- Exercise details -
Select every line containing the word "must" from the material, and copy those lines.

Start of Records for this task

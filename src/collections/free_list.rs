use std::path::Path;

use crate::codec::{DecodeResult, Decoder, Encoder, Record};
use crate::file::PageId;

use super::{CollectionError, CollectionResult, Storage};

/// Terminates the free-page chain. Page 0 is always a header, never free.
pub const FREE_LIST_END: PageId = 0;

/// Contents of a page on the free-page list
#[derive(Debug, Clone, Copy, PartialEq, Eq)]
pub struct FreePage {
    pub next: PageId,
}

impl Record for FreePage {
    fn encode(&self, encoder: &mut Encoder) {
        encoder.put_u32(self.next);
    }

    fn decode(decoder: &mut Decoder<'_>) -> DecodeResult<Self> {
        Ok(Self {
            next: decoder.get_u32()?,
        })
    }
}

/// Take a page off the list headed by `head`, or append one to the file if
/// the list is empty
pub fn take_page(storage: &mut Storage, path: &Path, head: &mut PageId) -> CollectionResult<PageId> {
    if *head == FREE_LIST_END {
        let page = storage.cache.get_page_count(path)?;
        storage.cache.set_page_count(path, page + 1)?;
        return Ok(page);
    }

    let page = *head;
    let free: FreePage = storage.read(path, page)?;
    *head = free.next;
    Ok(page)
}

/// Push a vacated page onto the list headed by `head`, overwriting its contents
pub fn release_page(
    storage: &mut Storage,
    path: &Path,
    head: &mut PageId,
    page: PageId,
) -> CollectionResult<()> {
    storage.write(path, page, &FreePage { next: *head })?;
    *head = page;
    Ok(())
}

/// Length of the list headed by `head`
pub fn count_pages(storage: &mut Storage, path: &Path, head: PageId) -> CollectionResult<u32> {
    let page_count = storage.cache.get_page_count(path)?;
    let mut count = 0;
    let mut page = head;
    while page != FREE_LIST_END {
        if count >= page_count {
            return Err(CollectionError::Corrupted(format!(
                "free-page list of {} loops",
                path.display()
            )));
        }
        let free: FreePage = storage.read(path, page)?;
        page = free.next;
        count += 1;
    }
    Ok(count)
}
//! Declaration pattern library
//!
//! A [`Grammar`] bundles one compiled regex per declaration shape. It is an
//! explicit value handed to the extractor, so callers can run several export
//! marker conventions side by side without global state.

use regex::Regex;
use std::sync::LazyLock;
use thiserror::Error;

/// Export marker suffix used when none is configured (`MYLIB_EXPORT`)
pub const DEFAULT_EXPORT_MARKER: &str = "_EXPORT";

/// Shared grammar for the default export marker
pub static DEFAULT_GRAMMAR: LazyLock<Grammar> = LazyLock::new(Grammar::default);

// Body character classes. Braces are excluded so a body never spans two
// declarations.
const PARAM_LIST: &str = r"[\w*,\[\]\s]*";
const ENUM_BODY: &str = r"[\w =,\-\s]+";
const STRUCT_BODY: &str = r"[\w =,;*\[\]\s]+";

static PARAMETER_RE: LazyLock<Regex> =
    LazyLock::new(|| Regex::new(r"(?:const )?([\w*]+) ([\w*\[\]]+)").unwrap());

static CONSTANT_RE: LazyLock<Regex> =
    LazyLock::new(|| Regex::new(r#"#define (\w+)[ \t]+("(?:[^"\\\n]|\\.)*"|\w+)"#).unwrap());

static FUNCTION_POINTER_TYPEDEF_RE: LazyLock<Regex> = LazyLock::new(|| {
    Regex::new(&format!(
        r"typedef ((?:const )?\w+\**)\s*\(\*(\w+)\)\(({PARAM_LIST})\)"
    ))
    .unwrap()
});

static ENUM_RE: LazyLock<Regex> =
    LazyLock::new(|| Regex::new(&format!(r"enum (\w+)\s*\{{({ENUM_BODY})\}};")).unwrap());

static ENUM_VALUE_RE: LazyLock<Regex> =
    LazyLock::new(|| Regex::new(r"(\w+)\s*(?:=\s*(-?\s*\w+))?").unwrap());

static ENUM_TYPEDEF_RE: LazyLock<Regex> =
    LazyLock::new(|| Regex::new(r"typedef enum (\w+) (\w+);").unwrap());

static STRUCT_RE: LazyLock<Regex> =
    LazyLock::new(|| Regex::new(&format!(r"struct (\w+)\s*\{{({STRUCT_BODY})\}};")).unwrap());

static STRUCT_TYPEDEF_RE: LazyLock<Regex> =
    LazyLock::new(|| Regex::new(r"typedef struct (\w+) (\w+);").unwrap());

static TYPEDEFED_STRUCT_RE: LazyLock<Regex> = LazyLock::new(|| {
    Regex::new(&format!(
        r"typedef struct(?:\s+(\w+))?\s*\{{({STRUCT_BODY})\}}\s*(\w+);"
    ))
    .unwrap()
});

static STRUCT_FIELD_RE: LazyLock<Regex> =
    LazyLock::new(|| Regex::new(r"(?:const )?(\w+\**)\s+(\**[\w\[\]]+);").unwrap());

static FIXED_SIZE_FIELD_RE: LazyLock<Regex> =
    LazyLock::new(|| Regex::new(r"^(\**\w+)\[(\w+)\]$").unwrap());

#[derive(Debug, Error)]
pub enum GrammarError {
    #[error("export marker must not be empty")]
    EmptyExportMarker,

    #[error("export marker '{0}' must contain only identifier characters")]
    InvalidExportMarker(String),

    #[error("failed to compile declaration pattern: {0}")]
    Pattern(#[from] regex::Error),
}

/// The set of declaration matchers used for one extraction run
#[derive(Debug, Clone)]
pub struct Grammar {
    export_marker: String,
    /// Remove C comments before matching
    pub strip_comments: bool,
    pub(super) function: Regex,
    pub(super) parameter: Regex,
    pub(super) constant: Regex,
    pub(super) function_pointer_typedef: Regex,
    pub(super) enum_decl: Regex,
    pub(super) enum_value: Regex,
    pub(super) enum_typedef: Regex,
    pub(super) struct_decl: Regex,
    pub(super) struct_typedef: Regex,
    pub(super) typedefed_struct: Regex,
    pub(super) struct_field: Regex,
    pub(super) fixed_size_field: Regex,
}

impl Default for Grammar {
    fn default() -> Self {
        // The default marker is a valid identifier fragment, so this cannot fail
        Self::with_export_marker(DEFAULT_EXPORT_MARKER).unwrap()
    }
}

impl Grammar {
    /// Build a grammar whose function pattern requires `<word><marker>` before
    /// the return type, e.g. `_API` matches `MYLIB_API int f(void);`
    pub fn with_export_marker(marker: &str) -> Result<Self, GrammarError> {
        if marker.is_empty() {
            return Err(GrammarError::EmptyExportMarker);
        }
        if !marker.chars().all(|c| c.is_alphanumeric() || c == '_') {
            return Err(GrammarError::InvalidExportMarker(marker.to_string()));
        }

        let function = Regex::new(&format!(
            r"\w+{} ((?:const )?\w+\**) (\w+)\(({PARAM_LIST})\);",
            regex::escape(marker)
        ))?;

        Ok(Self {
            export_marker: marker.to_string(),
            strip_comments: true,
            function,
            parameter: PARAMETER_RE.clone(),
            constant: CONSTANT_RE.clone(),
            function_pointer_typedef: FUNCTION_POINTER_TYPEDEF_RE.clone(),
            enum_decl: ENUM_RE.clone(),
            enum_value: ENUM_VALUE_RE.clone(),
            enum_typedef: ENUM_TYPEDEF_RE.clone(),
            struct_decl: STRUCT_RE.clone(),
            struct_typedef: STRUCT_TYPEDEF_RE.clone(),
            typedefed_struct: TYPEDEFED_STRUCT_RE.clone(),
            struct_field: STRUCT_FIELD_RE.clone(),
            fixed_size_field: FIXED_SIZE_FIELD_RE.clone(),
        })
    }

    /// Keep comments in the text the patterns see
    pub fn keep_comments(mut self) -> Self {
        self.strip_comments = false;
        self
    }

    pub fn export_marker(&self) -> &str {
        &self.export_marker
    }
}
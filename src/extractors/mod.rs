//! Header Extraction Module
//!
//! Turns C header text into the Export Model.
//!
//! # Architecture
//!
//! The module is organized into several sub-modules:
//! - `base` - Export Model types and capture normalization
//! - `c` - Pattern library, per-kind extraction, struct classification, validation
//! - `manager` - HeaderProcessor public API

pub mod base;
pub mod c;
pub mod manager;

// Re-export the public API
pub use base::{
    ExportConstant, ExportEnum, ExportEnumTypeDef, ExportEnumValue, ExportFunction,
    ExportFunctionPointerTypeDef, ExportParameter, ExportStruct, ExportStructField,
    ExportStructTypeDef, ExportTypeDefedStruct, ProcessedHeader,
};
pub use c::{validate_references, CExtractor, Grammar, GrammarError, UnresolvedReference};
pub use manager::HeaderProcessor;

End of Records for this task

- Output for this task -
    #[error("export marker must not be empty")]
    #[error("export marker '{0}' must contain only identifier characters")]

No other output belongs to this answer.